The other camp was expressed thusly:
Ethics is the practical and professional application of morals. It is conceivable that while someone has a good moral background, he may not have a firm grasp on the ethics of his profession, particularly if he’s new to the field. There are benefits to ethics training. Even someone without a good moral background can learn the ethics expected of him and apply them for his own self-preservation.
As someone who trains on police ethics, I’m in the latter camp. But I often encounter the first camp’s thinking when I raise this issue with officers at the beginning of my training. So, let’s look at why and how ethics training might be more than just a department’s CYA.
If you’re ethical or not – all ethical people should agree.
First, consider the following general questions, which don’t have the unique factors I will discuss that make policing so ethically dangerous. I got these from The Book of Questions and The Book of Questions: Business, Politics and Ethics – both by Gregory Stock.
- Do you tell your best friend about a 1-night stand you know his fiancée had? The fiancée is also a good friend. She begs you not to say anything. She says it was a stupid mistake, a spur of the moment weakness; she loves her husband-to-be and wants to marry him.
- You are leading 100 people whose lives are in danger and you must choose between two courses of action. One would save 90 people; the other would have a 50% chance of saving everyone but if it failed everyone would die. Which would you choose? What if you got to pick the 10 who would die?
- If you could get away with it, would you help your spouse apply for health insurance without revealing a pre-existing fatal illness such as cancer? What about a disability like a bad back?
- When you are shopping and drop a piece of fruit on the floor, do you put it back and take a new one or take the one you damaged?*
- What if you accidentally damaged merchandise in a store worth $25? Would you buy it? Tell someone? Not tell anyone?
- What if the item was worth $50? $500? $5?

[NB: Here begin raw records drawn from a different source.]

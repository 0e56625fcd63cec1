//! Controlled vocabulary: ontology dimensions, flag types, regions, traditions
//!
//! The vocabulary is fixed at compile time. Out-of-vocabulary tag terms are not
//! errors; they are routed to the pending-vocabulary queue by the proposal sink.

/// The eleven ontology dimensions with their approved terms, in scoring-weight order.
pub const ONTOLOGY: &[(&str, &[&str])] = &[
    (
        "ritual_intent",
        &[
            "healing",
            "protection",
            "purification",
            "fertility_abundance",
            "initiation_transition",
            "divination",
            "spirit_contact",
            "curse_binding",
            "atonement_repair",
            "sovereignty_legitimation",
        ],
    ),
    (
        "ritual_actions",
        &[
            "invocation",
            "chant_recitation",
            "anointing",
            "offering_deposit",
            "fire_operation",
            "water_operation",
            "gesture_sequence",
            "circumambulation",
            "inscription_writing",
            "burial_interment",
        ],
    ),
    (
        "materials_tools",
        &[
            "plant_materia",
            "mineral_materia",
            "animal_materia",
            "vessel_container",
            "blade_tool",
            "cord_binding_material",
            "lamp_flame",
            "tablet_scroll",
            "powder_incense",
            "liquid_elixir",
        ],
    ),
    (
        "invocation_structure",
        &[
            "deity_address",
            "ancestor_address",
            "angelic_hierarchy",
            "spirit_command",
            "formulaic_epithet_sequence",
            "vow_oath_clause",
        ],
    ),
    (
        "time_timing",
        &[
            "seasonal_calendar",
            "lunar_phase",
            "solar_marker",
            "night_operation",
            "dawn_operation",
            "hourly_auspicious_window",
            "life_cycle_event",
        ],
    ),
    (
        "location_setting",
        &[
            "domestic_space",
            "temple_sanctuary",
            "open_landscape",
            "water_edge",
            "burial_site",
            "threshold_crossing",
            "restricted_chamber",
        ],
    ),
    (
        "exchange_offering",
        &[
            "food_offering",
            "liquid_libation",
            "burnt_offering",
            "votive_object",
            "spoken_vow_exchange",
            "service_obligation",
        ],
    ),
    (
        "protection_boundary",
        &[
            "circle_boundary",
            "threshold_marking",
            "name_seal",
            "apotropaic_symbol",
            "protective_text_inscription",
            "guardianship_invocation",
        ],
    ),
    (
        "divination_modality",
        &[
            "lot_casting",
            "dream_incubation",
            "omen_reading",
            "astrological_reading",
            "scrying_surface",
            "mediumship",
        ],
    ),
    (
        "ritual_actors",
        &[
            "specialist_priest",
            "household_practitioner",
            "initiate_group",
            "ruler_state_actor",
            "community_collective",
            "spirit_nonhuman_agent",
        ],
    ),
    (
        "outcome_claim",
        &[
            "material_change",
            "status_change",
            "knowledge_revelation",
            "protection_confirmed",
            "curse_effect_claim",
            "healing_claim",
            "uncertain_or_symbolic",
        ],
    ),
];

pub const FLAG_TYPES: &[&str] = &[
    "uncertain_translation",
    "hostile_source_frame",
    "provenance_gap",
    "date_uncertainty",
    "conflicting_witnesses",
];

pub const UNCERTAIN_TRANSLATION: &str = "uncertain_translation";

pub const REGIONS: &[&str] = &[
    "africa_nile",
    "west_central_asia",
    "south_asia",
    "east_asia",
    "europe_mediterranean",
    "americas_indigenous",
];

pub const TRADITIONS: &[&str] = &[
    "celtic",
    "greek_mystery",
    "zoroastrian",
    "grimoire_tradition",
    "mesopotamian_ritual",
    "vedic_ritual",
    "daoist_ritual",
    "yoruba_orisha",
    "andean_ritual",
    "mesoamerican_ritual",
    "early_jewish_apocalyptic",
    "late_antique_esoteric",
];

/// Language all passages are normalized into for comparison.
pub const CANONICAL_LANGUAGE: &str = "eng";

pub fn is_dimension(dimension: &str) -> bool {
    ONTOLOGY.iter().any(|(name, _)| *name == dimension)
}

/// True if `(dimension, term)` is an approved ontology pair.
pub fn is_approved_term(dimension: &str, term: &str) -> bool {
    ONTOLOGY
        .iter()
        .find(|(name, _)| *name == dimension)
        .map(|(_, terms)| terms.contains(&term))
        .unwrap_or(false)
}

pub fn is_flag_type(flag_type: &str) -> bool {
    FLAG_TYPES.contains(&flag_type)
}

pub fn is_region(region: &str) -> bool {
    REGIONS.contains(&region)
}

pub fn is_tradition(tradition: &str) -> bool {
    TRADITIONS.contains(&tradition)
}

/// Lowercase word parts of every ontology term and tradition tag
/// (`fire_operation` contributes `fire` and `operation`).
pub fn lexicon_parts() -> impl Iterator<Item = &'static str> {
    ONTOLOGY
        .iter()
        .flat_map(|(_, terms)| terms.iter())
        .chain(TRADITIONS.iter())
        .flat_map(|term| term.split('_'))
        .filter(|part| !part.is_empty())
}

#[cfg(test)]
mod tests {
    use super::*;

    #[test]
    fn ontology_has_eleven_dimensions() {
        assert_eq!(ONTOLOGY.len(), 11);
        assert!(is_dimension("ritual_intent"));
        assert!(!is_dimension("ritual_mood"));
    }

    #[test]
    fn approved_terms_are_scoped_to_their_dimension() {
        assert!(is_approved_term("time_timing", "dawn_operation"));
        assert!(!is_approved_term("ritual_intent", "dawn_operation"));
        assert!(!is_approved_term("unknown", "healing"));
    }

    #[test]
    fn metadata_vocabularies() {
        assert!(is_flag_type("uncertain_translation"));
        assert!(!is_flag_type("spelling"));
        assert!(is_region("south_asia"));
        assert!(is_tradition("vedic_ritual"));
        assert!(!is_tradition("vedic"));
    }

    #[test]
    fn lexicon_splits_terms() {
        let parts: Vec<&str> = lexicon_parts().collect();
        assert!(parts.contains(&"dawn"));
        assert!(parts.contains(&"orisha"));
        assert!(!parts.contains(&"dawn_operation"));
    }
}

- What if the store was one in a huge, national chain?
- What if the store was a local operation and you knew the owners?
If you either have ethics or you don’t, those who do would all agree on the answers to these questions. In my training I find disagreement amongst officers who consider themselves ethical. Then there are ethical decisions unique to policing.
If what is ethical is clear, cops and courts should all agree.
Consider the following questions.
- You are given the power to place evidence – without which the guilty defendant will be acquitted -- at the scene linking the defendant to the crime simply by thinking of it silently to yourself. No one would be the wiser. Would you ever use this power? Under what circumstances?
- Would you ever lie to a suspect and tell him that DNA evidence linked him to the scene of the crime when you knew it didn’t?
- Is there any ethical difference in this and question 1? If so, what?
- You are given the power to enable a witness to give a credible, positive ID of a guilty defendant simply by thinking of the defendant and saying silently to yourself “That’s the one.” The witness would provide the ID and no one would suspect you. Would you use this power? When?
- Would you ever lie to a suspect and tell her that an eye witness had provided a credible, positive ID when you knew that wasn’t true?
- Would you have another officer pose as the eye witness, videotape the ID and show it to the suspect?
- Is there any ethical difference in these questions and question 3? If so, what?